*Exercise*:
Print the listing in full, with no character changed.

__________

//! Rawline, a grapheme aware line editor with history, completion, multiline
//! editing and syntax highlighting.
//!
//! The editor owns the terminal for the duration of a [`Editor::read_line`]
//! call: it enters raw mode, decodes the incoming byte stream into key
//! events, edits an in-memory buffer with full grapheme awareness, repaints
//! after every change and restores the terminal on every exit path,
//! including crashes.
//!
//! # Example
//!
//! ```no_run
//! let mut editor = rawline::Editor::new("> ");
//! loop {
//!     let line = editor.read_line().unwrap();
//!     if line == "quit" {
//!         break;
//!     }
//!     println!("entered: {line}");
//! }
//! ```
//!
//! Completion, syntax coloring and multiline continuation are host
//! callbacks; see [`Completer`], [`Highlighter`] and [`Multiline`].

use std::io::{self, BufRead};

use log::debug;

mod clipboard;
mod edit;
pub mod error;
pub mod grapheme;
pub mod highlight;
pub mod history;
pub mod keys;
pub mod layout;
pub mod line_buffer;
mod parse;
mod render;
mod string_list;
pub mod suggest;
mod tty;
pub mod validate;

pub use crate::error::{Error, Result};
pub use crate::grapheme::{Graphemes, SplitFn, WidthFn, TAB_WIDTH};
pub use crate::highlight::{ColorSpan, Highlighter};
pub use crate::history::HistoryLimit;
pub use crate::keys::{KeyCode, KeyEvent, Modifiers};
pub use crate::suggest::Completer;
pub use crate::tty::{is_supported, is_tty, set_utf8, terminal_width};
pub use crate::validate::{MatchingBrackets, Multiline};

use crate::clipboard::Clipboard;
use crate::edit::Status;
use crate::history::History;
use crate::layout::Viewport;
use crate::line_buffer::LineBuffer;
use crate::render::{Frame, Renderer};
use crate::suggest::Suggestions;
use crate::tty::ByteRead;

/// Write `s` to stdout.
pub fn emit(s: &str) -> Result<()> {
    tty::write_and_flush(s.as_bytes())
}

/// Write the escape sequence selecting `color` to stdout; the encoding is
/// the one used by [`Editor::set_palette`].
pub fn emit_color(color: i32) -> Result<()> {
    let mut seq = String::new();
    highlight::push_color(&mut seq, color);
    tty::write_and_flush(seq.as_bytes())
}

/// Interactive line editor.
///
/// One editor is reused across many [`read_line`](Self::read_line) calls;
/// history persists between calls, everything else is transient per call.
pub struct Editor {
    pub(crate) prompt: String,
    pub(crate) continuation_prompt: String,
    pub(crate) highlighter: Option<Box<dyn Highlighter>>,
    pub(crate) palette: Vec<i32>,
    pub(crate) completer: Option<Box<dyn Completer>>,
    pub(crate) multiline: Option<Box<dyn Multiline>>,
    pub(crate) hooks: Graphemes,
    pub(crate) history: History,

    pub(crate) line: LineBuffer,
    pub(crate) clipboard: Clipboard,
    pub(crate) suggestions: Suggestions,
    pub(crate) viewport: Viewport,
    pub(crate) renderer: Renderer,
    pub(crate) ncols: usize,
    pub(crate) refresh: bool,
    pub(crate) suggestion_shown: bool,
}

__________

*Result of the task*:
//! Rawline, a grapheme aware line editor with history, completion, multiline
//! editing and syntax highlighting.
//!
//! The editor owns the terminal for the duration of a [`Editor::read_line`]
//! call: it enters raw mode, decodes the incoming byte stream into key
//! events, edits an in-memory buffer with full grapheme awareness, repaints
//! after every change and restores the terminal on every exit path,
//! including crashes.
//!
//! # Example
//!
//! ```no_run
//! let mut editor = rawline::Editor::new("> ");
//! loop {
//!     let line = editor.read_line().unwrap();
//!     if line == "quit" {
//!         break;
//!     }
//!     println!("entered: {line}");
//! }
//! ```
//!
//! Completion, syntax coloring and multiline continuation are host
//! callbacks; see [`Completer`], [`Highlighter`] and [`Multiline`].

use std::io::{self, BufRead};

use log::debug;

mod clipboard;
mod edit;
pub mod error;
pub mod grapheme;
pub mod highlight;
pub mod history;
pub mod keys;
pub mod layout;
pub mod line_buffer;
mod parse;
mod render;
mod string_list;
pub mod suggest;
mod tty;
pub mod validate;

pub use crate::error::{Error, Result};
pub use crate::grapheme::{Graphemes, SplitFn, WidthFn, TAB_WIDTH};
pub use crate::highlight::{ColorSpan, Highlighter};
pub use crate::history::HistoryLimit;
pub use crate::keys::{KeyCode, KeyEvent, Modifiers};
pub use crate::suggest::Completer;
pub use crate::tty::{is_supported, is_tty, set_utf8, terminal_width};
pub use crate::validate::{MatchingBrackets, Multiline};

use crate::clipboard::Clipboard;
use crate::edit::Status;
use crate::history::History;
use crate::layout::Viewport;
use crate::line_buffer::LineBuffer;
use crate::render::{Frame, Renderer};
use crate::suggest::Suggestions;
use crate::tty::ByteRead;

/// Write `s` to stdout.
pub fn emit(s: &str) -> Result<()> {
    tty::write_and_flush(s.as_bytes())
}

/// Write the escape sequence selecting `color` to stdout; the encoding is
/// the one used by [`Editor::set_palette`].
pub fn emit_color(color: i32) -> Result<()> {
    let mut seq = String::new();
    highlight::push_color(&mut seq, color);
    tty::write_and_flush(seq.as_bytes())
}

/// Interactive line editor.
///
/// One editor is reused across many [`read_line`](Self::read_line) calls;
/// history persists between calls, everything else is transient per call.
pub struct Editor {
    pub(crate) prompt: String,
    pub(crate) continuation_prompt: String,
    pub(crate) highlighter: Option<Box<dyn Highlighter>>,
    pub(crate) palette: Vec<i32>,
    pub(crate) completer: Option<Box<dyn Completer>>,
    pub(crate) multiline: Option<Box<dyn Multiline>>,
    pub(crate) hooks: Graphemes,
    pub(crate) history: History,

    pub(crate) line: LineBuffer,
    pub(crate) clipboard: Clipboard,
    pub(crate) suggestions: Suggestions,
    pub(crate) viewport: Viewport,
    pub(crate) renderer: Renderer,
    pub(crate) ncols: usize,
    pub(crate) refresh: bool,
    pub(crate) suggestion_shown: bool,
}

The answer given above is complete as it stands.